§ Your assignment
The answer must consist only of the lines from the line with "items per batch" to the line with "capacity, overriding the configuration", both included, exactly as they stand below.

Stored data entries:
################
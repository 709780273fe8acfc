#![deny(unused_variables)]
#![deny(dead_code)]
#![deny(unused_imports)]
#![deny(clippy::no_effect_underscore_binding)]

// ========================================================================================
//
//                              THE BRIGADE ORCHESTRATOR
//
// ========================================================================================
//
// Bootstraps the shared worker pool once from configuration, hands it to a
// batch coordinator, and plays the part of several waiters: one caller thread
// per menu entry, each submitting its own order and waiting for its own report.

use brigade::config::{BrigadeConfig, PoolConfig};
use brigade::{
    BatchCoordinator, BatchError, BatchReport, FixedDelayWork, WorkError, WorkFn, WorkItem,
    WorkerPool,
};
use clap::{Args, CommandFactory, Parser, Subcommand};
use indicatif::{ProgressBar, ProgressDrawTarget, ProgressStyle};
use log::info;
use std::error::Error;
use std::io::IsTerminal;
use std::path::PathBuf;
use std::process;
use std::sync::Arc;
use std::thread;
use std::time::{Duration, Instant};

#[derive(Parser)]
#[command(
    name = "brigade",
    version,
    about = "Run batches of work concurrently on one shared, fixed-capacity worker pool."
)]
struct Cli {
    #[command(subcommand)]
    command: Option<Commands>,
}

#[derive(Subcommand)]
enum Commands {
    /// Submit one batch per menu entry, all at once, and wait for every report
    #[command(about = "Run concurrent batches against the shared pool")]
    Run(RunArgs),

    /// Print the effective configuration as TOML
    #[command(about = "Print the effective configuration")]
    Config {
        /// Configuration file to load instead of the defaults
        #[arg(long, value_name = "PATH")]
        config: Option<PathBuf>,
    },

    /// Display version and host information
    #[command(about = "Display version and host information")]
    Version,
}

#[derive(Args)]
struct RunArgs {
    /// Menu entries; each becomes one batch of `<entry>1..<entry>N` items
    #[arg(value_name = "ENTRY", required = true)]
    menu: Vec<String>,

    /// Number of items per batch
    #[arg(long, default_value = "20", value_name = "N")]
    count: usize,

    /// Configuration file (TOML)
    #[arg(long, value_name = "PATH")]
    config: Option<PathBuf>,

    /// Pool capacity, overriding the configuration
    #[arg(long, value_name = "N", conflicts_with = "per_cpu")]
    cooks: Option<usize>,

    /// Size the pool to the number of logical CPUs
    #[arg(long)]
    per_cpu: bool,

    /// Per-item delay in milliseconds, overriding the configuration
    #[arg(long, value_name = "MS")]
    delay_ms: Option<u64>,

    /// Give up on a batch after this many milliseconds (0 waits forever)
    #[arg(long, value_name = "MS")]
    timeout_ms: Option<u64>,

    /// Print every item of every report
    #[arg(long)]
    verbose: bool,
}

/// Wraps the placeholder work so the shared progress bar advances per item.
struct ProgressWork<W> {
    inner: W,
    progress: ProgressBar,
}

impl<W: WorkFn> WorkFn for ProgressWork<W> {
    fn perform(&self, item: &WorkItem) -> Result<String, WorkError> {
        let result = self.inner.perform(item);
        self.progress.inc(1);
        result
    }
}

fn create_progress_bar(len: u64, message: &str) -> ProgressBar {
    let draw_target = if std::io::stderr().is_terminal() {
        ProgressDrawTarget::stderr_with_hz(20)
    } else {
        ProgressDrawTarget::hidden()
    };

    let pb = ProgressBar::with_draw_target(Some(len), draw_target);
    if let Ok(style) =
        ProgressStyle::with_template("> [{elapsed_precise}] [{bar:40.cyan/blue}] {pos}/{len} {msg}")
    {
        pb.set_style(style.progress_chars("█▉▊▋▌▍▎▏  "));
    }
    pb.set_message(message.to_string());
    pb
}

/// Items across all batches, clamped instead of wrapping for absurd counts.
fn progress_total(batches: usize, count: usize) -> u64 {
    u64::try_from(batches.saturating_mul(count)).unwrap_or(u64::MAX)
}

fn order_of(entry: &str, count: usize) -> Vec<WorkItem> {
    (1..=count)
        .map(|i| WorkItem::new(format!("{entry}{i}")))
        .collect()
}

fn load_config(path: Option<&PathBuf>) -> Result<BrigadeConfig, Box<dyn Error>> {
    match path {
        Some(path) => {
            info!("Loading configuration from {}", path.display());
            Ok(BrigadeConfig::load(path)?)
        }
        None => Ok(BrigadeConfig::default()),
    }
}

fn run_batches(args: RunArgs) -> Result<(), Box<dyn Error>> {
    let mut config = load_config(args.config.as_ref())?;
    if let Some(cooks) = args.cooks {
        config.pool = PoolConfig {
            thread_name_prefix: config.pool.thread_name_prefix.clone(),
            ..PoolConfig::fixed(cooks)
        };
    } else if args.per_cpu {
        config.pool = PoolConfig {
            thread_name_prefix: config.pool.thread_name_prefix.clone(),
            ..PoolConfig::per_cpu()
        };
    }
    if let Some(delay_ms) = args.delay_ms {
        config.work.delay_ms = delay_ms;
    }
    if let Some(timeout_ms) = args.timeout_ms {
        config.coordinator.wait_timeout_ms = timeout_ms;
    }

    let pool = Arc::new(WorkerPool::from_config(&config.pool)?);
    let progress = create_progress_bar(progress_total(args.menu.len(), args.count), "items finished");
    let work = ProgressWork {
        inner: FixedDelayWork::new(config.work.delay()),
        progress: progress.clone(),
    };
    let coordinator = BatchCoordinator::new(Arc::clone(&pool), work)
        .with_default_timeout(config.coordinator.wait_timeout());

    info!(
        "Submitting {} batches of {} items to a pool of {} workers ({:?} per item).",
        args.menu.len(),
        args.count,
        pool.capacity(),
        config.work.delay()
    );

    let started = Instant::now();
    let outcomes = thread::scope(|scope| {
        let waiters: Vec<_> = args
            .menu
            .iter()
            .map(|entry| {
                let coordinator = &coordinator;
                let order = order_of(entry, args.count);
                scope.spawn(move || coordinator.process(order))
            })
            .collect();
        waiters
            .into_iter()
            .map(|waiter| {
                waiter
                    .join()
                    .map_err(|_| "a waiter thread panicked".to_string())
            })
            .collect::<Result<Vec<Result<BatchReport, BatchError>>, String>>()
    })?;
    progress.finish_and_clear();

    let mut failed_batches = 0;
    for (entry, outcome) in args.menu.iter().zip(outcomes) {
        match outcome {
            Ok(report) => {
                println!(
                    "{entry}: {} items, {} finished, {} failed",
                    report.len(),
                    report.finished_count(),
                    report.failed().count()
                );
                if args.verbose {
                    for (item, result) in report.sorted() {
                        println!("  {item}\t{result}");
                    }
                }
            }
            Err(e) => {
                failed_batches += 1;
                eprintln!("{entry}: {e}");
            }
        }
    }
    println!(
        "All batches returned in {}",
        format_elapsed(started.elapsed())
    );

    if failed_batches > 0 {
        return Err(format!("{failed_batches} of {} batches did not complete", args.menu.len()).into());
    }
    Ok(())
}

fn print_config(path: Option<PathBuf>) -> Result<(), Box<dyn Error>> {
    let config = load_config(path.as_ref())?;
    print!("{}", config.to_toml_string()?);
    Ok(())
}

fn print_version_info() {
    println!("brigade {}", env!("CARGO_PKG_VERSION"));
    println!("Logical CPUs: {}", num_cpus::get());
}

fn format_elapsed(elapsed: Duration) -> String {
    if elapsed.as_secs() >= 1 {
        format!("{:.2}s", elapsed.as_secs_f64())
    } else {
        format!("{}ms", elapsed.as_millis())
    }
}

fn main() {
    env_logger::Builder::from_env(env_logger::Env::default().default_filter_or("info")).init();

    let cli = Cli::parse();
    let Cli { command } = cli;

    let result = match command {
        Some(Commands::Run(args)) => run_batches(args),
        Some(Commands::Config { config }) => print_config(config),
        Some(Commands::Version) => {
            print_version_info();
            Ok(())
        }
        None => {
            let _ = Cli::command().print_help();
            println!();
            Ok(())
        }
    };

    if let Err(e) = result {
        eprintln!("Error: {e}");
        process::exit(1);
    }
}
use crate::work::WorkItem;
use ahash::{AHashMap, RandomState};
use dashmap::DashMap;
use std::fmt;
use std::ops::Index;
use std::sync::Arc;

/// What one work item produced.
#[derive(Debug, Clone, PartialEq, Eq)]
pub enum ItemOutcome {
    Finished(String),
    /// The work function failed or panicked. Holds the rendered
    /// `"Failed <item>: <reason>"` text.
    Failed(String),
}

impl ItemOutcome {
    pub(crate) fn failed(item: &WorkItem, reason: impl fmt::Display) -> Self {
        Self::Failed(format!("Failed {item}: {reason}"))
    }

    pub fn as_str(&self) -> &str {
        match self {
            Self::Finished(text) | Self::Failed(text) => text,
        }
    }

    pub fn is_failed(&self) -> bool {
        matches!(self, Self::Failed(_))
    }
}

impl fmt::Display for ItemOutcome {
    fn fmt(&self, f: &mut fmt::Formatter<'_>) -> fmt::Result {
        f.write_str(self.as_str())
    }
}

/// Batch-private, concurrently written result map. Each key has at most one
/// writer, so shard locks are only ever briefly contended.
pub(crate) struct ReportSink {
    entries: DashMap<String, ItemOutcome, RandomState>,
}

impl ReportSink {
    pub(crate) fn with_capacity(capacity: usize) -> Self {
        Self {
            entries: DashMap::with_capacity_and_hasher(capacity, RandomState::new()),
        }
    }

    pub(crate) fn record(&self, item: WorkItem, outcome: ItemOutcome) {
        self.entries.insert(item.into_inner(), outcome);
    }

    /// Freezes the sink into the caller's report. Takes the map without copying
    /// when no worker still holds a handle, and clones it otherwise.
    pub(crate) fn finish(sink: Arc<Self>, batch: u64) -> BatchReport {
        let entries = match Arc::try_unwrap(sink) {
            Ok(owned) => owned.entries.into_iter().collect(),
            Err(shared) => shared
                .entries
                .iter()
                .map(|entry| (entry.key().clone(), entry.value().clone()))
                .collect(),
        };
        BatchReport { batch, entries }
    }
}

/// The completed, immutable result of one batch.
#[derive(Debug, Clone)]
pub struct BatchReport {
    batch: u64,
    entries: AHashMap<String, ItemOutcome>,
}

impl BatchReport {
    pub(crate) fn empty(batch: u64) -> Self {
        Self {
            batch,
            entries: AHashMap::new(),
        }
    }

    /// The process-unique id this batch was logged under.
    pub fn batch_id(&self) -> u64 {
        self.batch
    }

    pub fn len(&self) -> usize {
        self.entries.len()
    }

    pub fn is_empty(&self) -> bool {
        self.entries.is_empty()
    }

    pub fn contains(&self, item: &str) -> bool {
        self.entries.contains_key(item)
    }

    /// The rendered result text for `item`.
    pub fn get(&self, item: &str) -> Option<&str> {
        self.entries.get(item).map(ItemOutcome::as_str)
    }

    pub fn outcome(&self, item: &str) -> Option<&ItemOutcome> {
        self.entries.get(item)
    }

    pub fn iter(&self) -> impl Iterator<Item = (&str, &ItemOutcome)> {
        self.entries.iter().map(|(k, v)| (k.as_str(), v))
    }

    pub fn failed(&self) -> impl Iterator<Item = (&str, &ItemOutcome)> {
        self.iter().filter(|(_, outcome)| outcome.is_failed())
    }

    pub fn finished_count(&self) -> usize {
        self.entries.values().filter(|o| !o.is_failed()).count()
    }

    /// Entries sorted by item identifier, for stable display.
    pub fn sorted(&self) -> Vec<(&str, &ItemOutcome)> {
        let mut entries: Vec<_> = self.iter().collect();
        entries.sort_unstable_by(|a, b| a.0.cmp(b.0));
        entries
    }

    pub fn into_map(self) -> AHashMap<String, String> {
        self.entries
            .into_iter()
            .map(|(k, v)| {
                let text = match v {
                    ItemOutcome::Finished(text) | ItemOutcome::Failed(text) => text,
                };
                (k, text)
            })
            .collect()
    }
}

impl Index<&str> for BatchReport {
    type Output = str;

    /// Panics if `item` is not in the report.
    fn index(&self, item: &str) -> &str {
        match self.get(item) {
            Some(text) => text,
            None => panic!("no entry for work item '{item}' in batch {}", self.batch),
        }
    }
}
################
§ Exercise output
    /// Number of items per batch
    #[arg(long, default_value = "20", value_name = "N")]
    count: usize,

    /// Configuration file (TOML)
    #[arg(long, value_name = "PATH")]
    config: Option<PathBuf>,

    /// Pool capacity, overriding the configuration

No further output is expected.